Ruprecht-Karls-Universität
		Heidelberg

Alexander Sasse
CZS SynGen Junior Research Group Leader

ZMBH - Carl-Zeiss-Stiftung Center SynGen
Im Neuenheimer Feld 345
69120 Heidelberg, Germany


office-sasse@zmbh.uni-heidelberg.de

Twitter

GitHub

Research summary


Gene expression is the output of multiple processes that integrate transcriptional and post-transcriptional mechanisms. Transcription factors (TFs) bind specific sequence patterns in the DNA (aka motifs) to regulate transcriptional bursts of closeby or even distant genes. The fate of the generated mRNAs is determined by post-transcriptional factors, such as RNA binding proteins (RBPs), which bind to the produced transcript in a similar sequence-dependent manner to orchestrate a cascade of processes that lead to the translation of the mRNA into the final protein product. Cis-regulatory elements (CREs) in these genomic sequences determine gene expression levels across time and space. A fundamental goal of genomics in the last decade has been to map the locations of CREs across tissues, cell types, and contexts to yield a mechanistic understanding of gene regulatory processes (ENCODE Project Consortium, 2012). In combination with recent advances in deep learning algorithms these data sets represent a rich source for training deep genomic sequence-to-function (S2F) models (Avsec et al., 2021). These models are trained to take as input genomic DNA across the genome and predict as output experimental measurements such as gene expression. S2F models are powerful tools for modern synthetic genomics because they allow us to: (1) query in-silico how arbitrary genetic variants impact gene expression (Wang et al., 2021; Bohn et al., 2023), (2) gain biological insights into sequence determinants of gene expression (Miraldi, Chen and Weirauch, 2021), and (3) in-silico design regulatory elements with specific cellular properties (Sasse et al., 2023). The goal of our research is to develop accurate machine learning models that enable us to exploit large-scale gene expression and CRE datasets, to learn how CREs encode information about gene expression (Sasse, Chikina and Mostafavi, 2024).

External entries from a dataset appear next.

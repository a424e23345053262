//! Induction: turns freshly observed non-FD agreement masks into tree
//! specializations.

use crate::fd_tree::FdTree;
use crate::non_fd_set::NonFdSet;

/// Drains every unread mask from `non_fds` and specializes `fds` against
/// each: bits set in the mask become the LHS, the unset bits become the
/// RHSs ruled out for that LHS.
///
/// On the very first call `fds` is expected to already hold the maximal
/// conjecture `[] -> every attribute`, seeded by the engine before the
/// first sampling pass.
pub fn induce(fds: &mut FdTree, non_fds: &mut NonFdSet) {
    for mask in non_fds.drain_unread() {
        let lhs: Vec<usize> = mask.iter().enumerate().filter_map(|(i, &b)| b.then_some(i)).collect();
        let rhss: Vec<usize> = mask.iter().enumerate().filter_map(|(i, &b)| (!b).then_some(i)).collect();
        fds.specialize(&lhs, &rhss);
    }
}

#[cfg(test)]
mod tests {
    use super::*;

    #[test]
    fn mask_splits_into_lhs_and_rhs() {
        let mut fds = FdTree::new(4);
        fds.add(&[], &[0, 1, 2, 3]);
        let mut non_fds = NonFdSet::new();
        non_fds.append(vec![true, true, false, false]);

        induce(&mut fds, &mut non_fds);

        let read: std::collections::HashSet<_> = fds.read_fds().into_iter().collect();
        assert!(!read.contains(&(vec![], 0)));
        assert!(!read.contains(&(vec![], 1)));
        assert!(read.contains(&(vec![], 2)));
        assert!(read.contains(&(vec![], 3)));
    }

    #[test]
    fn already_read_masks_are_not_reprocessed() {
        let mut fds = FdTree::new(2);
        fds.add(&[], &[0, 1]);
        let mut non_fds = NonFdSet::new();
        non_fds.append(vec![true, false]);
        induce(&mut fds, &mut non_fds);
        // second call with nothing new appended is a no-op
        induce(&mut fds, &mut non_fds);
        assert_eq!(non_fds.n_new_elements(), 0);
    }
}
//! Canonical-cover to minimal-cover reduction: LinClosure plus the
//! augment-then-reduce pass that drops redundant attributes (and whole
//! rules) from the FD tree's raw output.

use indexmap::IndexMap;
use std::collections::BTreeSet;

type Rule = (BTreeSet<usize>, BTreeSet<usize>);

/// Groups the FD tree's `(lhs, single-rhs)` pairs by LHS into the
/// canonical-cover shape the reducer expects: one rule per distinct LHS,
/// RHS as the full set of attributes that LHS determines.
pub fn canonical_cover(fds: &[(Vec<usize>, usize)]) -> Vec<Rule> {
    let mut grouped: IndexMap<Vec<usize>, BTreeSet<usize>> = IndexMap::new();
    for (lhs, rhs) in fds {
        let mut key = lhs.clone();
        key.sort_unstable();
        grouped.entry(key).or_default().insert(*rhs);
    }
    grouped
        .into_iter()
        .map(|(lhs, rhs)| (lhs.into_iter().collect(), rhs))
        .collect()
}

/// LinClosure: extends `new_closure` in place to its full closure under
/// `rules`, using the inverted-index/decrementing-counter technique (each
/// rule fires exactly once, as soon as every one of its LHS attributes has
/// entered the closure).
fn l_close(rules: &[Rule], new_closure: &mut BTreeSet<usize>) {
    let mut fd_index: IndexMap<usize, Vec<usize>> = IndexMap::new();
    let mut counts: Vec<usize> = Vec::with_capacity(rules.len());
    for (ri, (a, _b)) in rules.iter().enumerate() {
        counts.push(a.len());
        for &m in a {
            fd_index.entry(m).or_default().push(ri);
        }
    }

    let mut update: Vec<usize> = new_closure.iter().copied().collect();
    while let Some(m) = update.pop() {
        let Some(indices) = fd_index.get(&m) else {
            continue;
        };
        for &i in indices {
            counts[i] -= 1;
            if counts[i] == 0 {
                let (_, b) = &rules[i];
                let add: Vec<usize> = b.difference(new_closure).copied().collect();
                new_closure.extend(add.iter().copied());
                update.extend(add);
            }
        }
    }
}

/// Augments every rule's RHS with its own LHS, then for each rule in turn:
/// zeroes it out, computes its LHS's closure under the (now rule-free)
/// remaining set, and either keeps it with the RHS trimmed down to the
/// attributes the closure doesn't already explain, or drops it entirely if
/// the closure already explains everything. Mutations are visible to later
/// rules in the same pass, exactly as the FD set is meant to converge.
pub fn minimal_cover(mut rules: Vec<Rule>) -> Vec<Rule> {
    for (a, b) in rules.iter_mut() {
        let a = a.clone();
        b.extend(a);
    }

    let mut remove = Vec::new();
    let n = rules.len();
    for ri in 0..n {
        let (mut a, b) = rules[ri].clone();
        rules[ri] = (BTreeSet::new(), BTreeSet::new());
        l_close(&rules, &mut a);
        if b.is_subset(&a) {
            remove.push(ri);
        } else {
            let reduced_b: BTreeSet<usize> = b.difference(&a).copied().collect();
            rules[ri] = (a, reduced_b);
        }
    }

    for &ri in remove.iter().rev() {
        rules.remove(ri);
    }
    rules
}

/// Full pipeline: group the tree's FDs into a canonical cover, reduce it,
/// and hand back sorted `(lhs, rhs)` vectors in whatever attribute space
/// the caller fed in.
pub fn reduce(fds: &[(Vec<usize>, usize)]) -> Vec<(Vec<usize>, Vec<usize>)> {
    let cover = canonical_cover(fds);
    minimal_cover(cover)
        .into_iter()
        .map(|(a, b)| (a.into_iter().collect(), b.into_iter().collect()))
        .collect()
}
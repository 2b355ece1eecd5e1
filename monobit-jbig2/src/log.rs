//! Diagnostics that are forwarded to the `log` crate when the `logging`
//! feature is enabled and compiled out otherwise.
//!
//! Arguments must be passed explicitly (no inline `{name}` captures) so that
//! they still count as used when logging is disabled.

macro_rules! forward_log {
    ($level:ident, $fmt:literal $(, $arg:expr)* $(,)?) => {{
        #[cfg(feature = "logging")]
        ::log::$level!($fmt $(, $arg)*);
        #[cfg(not(feature = "logging"))]
        { $(let _ = &$arg;)* }
    }};
}

macro_rules! ltrace {
    ($($tt:tt)*) => {
        forward_log!(trace, $($tt)*)
    };
}

macro_rules! ldebug {
    ($($tt:tt)*) => {
        forward_log!(debug, $($tt)*)
    };
}

macro_rules! lwarn {
    ($($tt:tt)*) => {
        forward_log!(warn, $($tt)*)
    };
}
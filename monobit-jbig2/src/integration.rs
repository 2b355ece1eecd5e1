//! Integration with the [image] crate

use ::image::error::{DecodingError, ImageFormatHint};
use ::image::{ColorType, ExtendedColorType, GrayImage, ImageDecoder, ImageError, ImageResult};

use crate::Bitmap;

impl Bitmap {
    /// Convert the bitmap into an 8-bit grayscale image, with black as 0 and
    /// white as 255.
    pub fn to_luma8(&self) -> GrayImage {
        GrayImage::from_fn(self.width, self.height, |x, y| {
            ::image::Luma([luma(self.get_pixel(x, y))])
        })
    }
}

impl ImageDecoder for Bitmap {
    fn dimensions(&self) -> (u32, u32) {
        (self.width, self.height)
    }

    fn color_type(&self) -> ColorType {
        ColorType::L8
    }

    fn original_color_type(&self) -> ExtendedColorType {
        ExtendedColorType::L1
    }

    fn read_image(self, buf: &mut [u8]) -> ImageResult<()>
    where
        Self: Sized,
    {
        convert_inner(&self, buf)
    }

    fn read_image_boxed(self: Box<Self>, buf: &mut [u8]) -> ImageResult<()> {
        convert_inner(&self, buf)
    }
}

fn luma(black: bool) -> u8 {
    if black { 0 } else { 255 }
}

fn convert_inner(bitmap: &Bitmap, buf: &mut [u8]) -> ImageResult<()> {
    if buf.len() != bitmap.data.len() {
        return Err(ImageError::Decoding(DecodingError::new(
            ImageFormatHint::Name("JBIG2".to_string()),
            "output buffer has the wrong size",
        )));
    }

    for (out, black) in buf.iter_mut().zip(&bitmap.data) {
        *out = luma(*black);
    }

    Ok(())
}

impl From<crate::DecodeError> for DecodingError {
    fn from(value: crate::DecodeError) -> Self {
        let format = ImageFormatHint::Name("JBIG2".to_owned());
        Self::new(format, value)
    }
}

impl From<crate::DecodeError> for ImageError {
    fn from(value: crate::DecodeError) -> Self {
        Self::Decoding(value.into())
    }
}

Well trained sequence-to-function models can be used to design DNA and RNA sequences to perform specific functions as they are required in many applications in synthetic biology, e.g. gene therapies, production of biomolecules, or mRNA-based therapies, and vaccines. Any trained model can serve as an oracle which in combination with a generative process can create artificial sequences with a predefined function (Linder et al., 2020; Vaishnav et al., 2022). In the simplest case, the process gradually optimizes sequences until they fulfill pre-defined features, for example cell type specific gene expression. Mechanistic multi-modal S2F models that are trained on various data modalities enable design of sequences with diverse cell type specific phenotypes. For example, S2F models with a mechanistic understanding of transcriptional and post-transcriptional processes can directly help with designing mRNAs that have low degradation rates and high translation initiation rates, therefore remaining in specific cell types for long periods to produce large quantities of proteins, as they are required for example for mRNA therapies.

Summary image

a, Left, interpreting personal genomes requires a mechanistic understanding of the different layers of gene regulation and how intermediate processes (chromatin organization, epigenomic modifications, transcriptional regulation, post-transcriptional regulation and so on) are affected by genetic variation. Right, two approaches to genome interpretation, through statistical association and cell-type-specific sequence-to-function (S2F) models. b, Sequence-to-function models take as input genomic DNA and learn to predict its functional properties such as gene expression in a cell-type-dependent and cell-state-dependent manner. Once trained, these models can be used to predict the impact of arbitrary genetic variations (right) and to derive biological insights into the sequence grammar that determines context-dependent gene regulation (left). Ac, acetylation; Me, methylation; Me3, trimethylation; RBPs, RNA-binding proteins; TAD, topologically associating domain. From (Sasse et al. 2024)

References

Avsec, Z. et al. (2021) Effective gene expression prediction from sequence by integrating long-range interactions, Nature methods, 18(10), pp. 1196-1203.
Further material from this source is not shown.